On October 13th, Kurdistan’s Peshmerga Forces
went under attack by the Iranian-backed Shia militias near Kirkuk
& I don’t call my father. I don’t ask anyone in my family about a nation or serving or betrayal or
if my family’s family, the blood of my blood, is getting attacked. I follow
Sozan’s tweets. I read
more on Barzani. I never say his first name. I think of the live uncles my dad hides from me, & I
know they are probably drinking vodka like real Kurds, screaming, without understanding that
the smoke won’t leave after sleep, at least in Kurdish, the sons fighting & forgetting, the
language not learned in Turkey, the no-religion until. Hiding, too. My father used to hate silently,
and now, can’t ignore that maybe, he has something, other than death & a nothing & moving
land & killing, somewhere to put his anger, releasing the word Iran from his mouth, no longer
prisoning it as a way to get back.

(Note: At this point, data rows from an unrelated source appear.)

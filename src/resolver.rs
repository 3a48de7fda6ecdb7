//! Resolver pipeline
//!
//! A resolver maps `(host, url, request-info)` to a route, a bare target
//! string, or a route descriptor. Resolvers carry an integer priority; the
//! built-in table resolver sits at priority 0 and the ACME challenge
//! resolver at 9999. All resolvers run concurrently per request; results are
//! scanned in pipeline order and the first coercible one wins.

use crate::forwarder::ForwarderCache;
use crate::routes::{Route, RouteOptions, RoutingTable};
use crate::urls::{build_target, path_starts_with, TargetFlags};
use futures::future::join_all;
use hyper::header::HeaderMap;
use hyper::Method;
use parking_lot::{Mutex, RwLock};
use std::collections::HashMap;
use std::future::Future;
use std::pin::Pin;
use std::sync::atomic::{AtomicU64, Ordering};
use std::sync::Arc;
use tracing::{debug, warn};

/// Priority of the built-in table resolver.
pub const TABLE_PRIORITY: i32 = 0;
/// Priority of the ACME challenge resolver.
pub const CHALLENGE_PRIORITY: i32 = 9999;

/// Read-only request view handed to resolvers.
#[derive(Debug, Clone)]
pub struct RequestInfo {
    pub method: Method,
    pub headers: HeaderMap,
}

/// What a resolver may produce.
pub enum Resolution {
    /// A ready route, used as-is.
    Route(Arc<Route>),
    /// A bare target URL; becomes a single-target route at path `/`.
    Target(String),
    /// Targets plus an optional path and options.
    Descriptor(RouteDescriptor),
}

#[derive(Clone, Default)]
pub struct RouteDescriptor {
    pub urls: Vec<String>,
    pub path: Option<String>,
    pub opts: RouteOptions,
}

pub type ResolverFuture =
    Pin<Box<dyn Future<Output = anyhow::Result<Option<Resolution>>> + Send>>;

/// Boxed resolver callable, for passing resolvers in construction options.
pub type BoxedResolver = Box<dyn Fn(&str, &str, &RequestInfo) -> ResolverFuture + Send + Sync>;

type ResolverFn = Arc<dyn Fn(&str, &str, &RequestInfo) -> ResolverFuture + Send + Sync>;

/// Handle for removing a resolver. Removal is by registration identity, not
/// structural equality.
#[derive(Debug, Clone, Copy, PartialEq, Eq, Hash)]
pub struct ResolverId(u64);

struct ResolverEntry {
    id: ResolverId,
    priority: i32,
    func: ResolverFn,
}

/// Ordered resolver registry. Entries are kept sorted by descending
/// priority; the sort is stable, so equal priorities preserve registration
/// order.
pub struct ResolverSet {
    entries: RwLock<Vec<ResolverEntry>>,
    next_id: AtomicU64,
    /// Coerced-route cache keyed by the resolver output, so repeated answers
    /// reuse one route (and its round-robin cursor and forwarder handle).
    cache: Mutex<HashMap<String, Arc<Route>>>,
}

impl ResolverSet {
    pub fn new() -> Self {
        Self {
            entries: RwLock::new(Vec::new()),
            next_id: AtomicU64::new(1),
            cache: Mutex::new(HashMap::new()),
        }
    }

    pub fn add<F>(&self, priority: i32, func: F) -> ResolverId
    where
        F: Fn(&str, &str, &RequestInfo) -> ResolverFuture + Send + Sync + 'static,
    {
        let id = ResolverId(self.next_id.fetch_add(1, Ordering::Relaxed));
        let mut entries = self.entries.write();
        entries.push(ResolverEntry {
            id,
            priority,
            func: Arc::new(func),
        });
        entries.sort_by(|a, b| b.priority.cmp(&a.priority));
        id
    }

    pub fn remove(&self, id: ResolverId) {
        self.entries.write().retain(|e| e.id != id);
    }

    pub fn len(&self) -> usize {
        self.entries.read().len()
    }

    pub fn is_empty(&self) -> bool {
        self.entries.read().is_empty()
    }

    #[cfg(test)]
    pub(crate) fn priorities(&self) -> Vec<i32> {
        self.entries.read().iter().map(|e| e.priority).collect()
    }

    /// Run the pipeline for one request. All resolvers (custom plus the
    /// built-in table resolver) are invoked concurrently; results are
    /// scanned in priority order for the first one that coerces to a route
    /// and passes the prefix guard.
    pub async fn resolve(
        &self,
        table: &RoutingTable,
        forwarders: &ForwarderCache,
        host: &str,
        url: &str,
        info: &RequestInfo,
    ) -> Option<Arc<Route>> {
        let host = host.to_lowercase();

        // Snapshot the pipeline so resolver bodies never run under the
        // registry lock.
        let (before, after): (Vec<ResolverFn>, Vec<ResolverFn>) = {
            let entries = self.entries.read();
            let split = entries
                .iter()
                .position(|e| e.priority <= TABLE_PRIORITY)
                .unwrap_or(entries.len());
            (
                entries[..split].iter().map(|e| Arc::clone(&e.func)).collect(),
                entries[split..].iter().map(|e| Arc::clone(&e.func)).collect(),
            )
        };

        let mut futures: Vec<ResolverFuture> = Vec::new();
        for func in &before {
            futures.push(func(&host, url, info));
        }
        let table_result = table.lookup(&host, url).map(Resolution::Route);
        futures.push(Box::pin(std::future::ready(Ok(table_result))));
        for func in &after {
            futures.push(func(&host, url, info));
        }

        let results = join_all(futures).await;
        if results.iter().any(|r| r.is_err()) {
            for err in results.into_iter().filter_map(|r| r.err()) {
                warn!(host = %host, url, error = %err, "Resolver failed; treating batch as a miss");
            }
            return None;
        }

        for resolution in results.into_iter().flat_map(|r| r.ok()).flatten() {
            let Some(route) = self.coerce(resolution, forwarders) else {
                continue;
            };
            // A resolver-built route must not usurp unrelated URLs.
            if route.resolved && route.path != "/" && !path_starts_with(url, &route.path) {
                debug!(host = %host, url, path = %route.path, "Resolved route rejected by prefix guard");
                continue;
            }
            return Some(route);
        }
        None
    }

    fn coerce(&self, resolution: Resolution, forwarders: &ForwarderCache) -> Option<Arc<Route>> {
        match resolution {
            Resolution::Route(route) => Some(route),
            Resolution::Target(url) => {
                let key = format!("t:{}", url);
                self.cached_route(&key, || {
                    let target = build_target(&url, TargetFlags::default()).ok()?;
                    let forwarder = forwarders.handle_for(&target, false);
                    let route = Route::new("/", RouteOptions::default(), forwarder, true);
                    route.push_target(target);
                    Some(Arc::new(route))
                })
            }
            Resolution::Descriptor(desc) => {
                if desc.urls.is_empty() {
                    return None;
                }
                let path = desc.path.clone().unwrap_or_else(|| "/".to_string());
                let key = format!("d:{}:{}", path, desc.urls.join(","));
                self.cached_route(&key, || {
                    let flags = TargetFlags {
                        ssl_redirect: desc
                            .opts
                            .ssl
                            .as_ref()
                            .map(|s| s.redirect_enabled())
                            .unwrap_or(false),
                        use_target_host_header: desc.opts.use_target_host_header,
                    };
                    let mut targets = Vec::new();
                    for url in &desc.urls {
                        targets.push(build_target(url, flags).ok()?);
                    }
                    let forwarder = forwarders
                        .handle_for(&targets[0], desc.opts.http_proxy.change_origin == Some(true));
                    let route = Route::new(path.clone(), desc.opts.clone(), forwarder, true);
                    for target in targets {
                        route.push_target(target);
                    }
                    Some(Arc::new(route))
                })
            }
        }
    }

    fn cached_route(
        &self,
        key: &str,
        build: impl FnOnce() -> Option<Arc<Route>>,
    ) -> Option<Arc<Route>> {
        let mut cache = self.cache.lock();
        if let Some(route) = cache.get(key) {
            return Some(Arc::clone(route));
        }
        let route = build()?;
        cache.insert(key.to_string(), Arc::clone(&route));
        Some(route)
    }
}

impl Default for ResolverSet {
    fn default() -> Self {
        Self::new()
    }
}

I don’t actually talk to any of my friends about the politics. I
know too much in simple words, we gave up our division and when we finally got to hold the
land, we let [ ] fight what hurt us. We swallowed the drone & gave it right back / let it
birth another. I don’t have any Kurdish friends, meaning, if I don’t talk about this, no one will
know. My friends hear me say Kurdistan and I get rid of the word resistance. I have no one to
tell, we’re feeding a weapon, and [ ] killing for us. The only thing I know of the
mountains is that when I get there, the sun disappears. I can barely pronounce Kirkuk. I don’t
know anything about oil. Or the difference between Shia and Sunni. I don’t know the geography
of Iraq. I want to hold all of the world and tell my father I put the flag in my room. But I can’t
bring it to our home. I see how quiet I get, when I can’t say peshmerga and mean jihad, still be
scared of death & not God. We close one airport & then, their city’s streets & I try hard to feel
the itch of anger Sozan tweets with, the way she possesses a nationhood before declaration,
Iraq, we will never forget this & born in war, die in war. I can only think that my last name is not
Barzani, and barely Baban, and really, if I don’t think too hard that people are dying still,
anyway, even though we did bring what barely breathes as defense, no one has to know. If I
don’t pledge allegiance to my identity, I don’t betray my name, or the incomplete
flesh of my flesh, or the distant family & the nothing / moving land still patient against the rush
& burning massacre.
The title of this poem is derived from a since-deleted tweet in a conversation about the attack detailed above. It is unclear if the quoted material was original to the tweeter, a reporter for a Kurdish media company, or the company itself.
Carolyn Benedict Fraser. Introduced by Circumstance #6, 2016. 20 x 25 inches, archival inkjet print.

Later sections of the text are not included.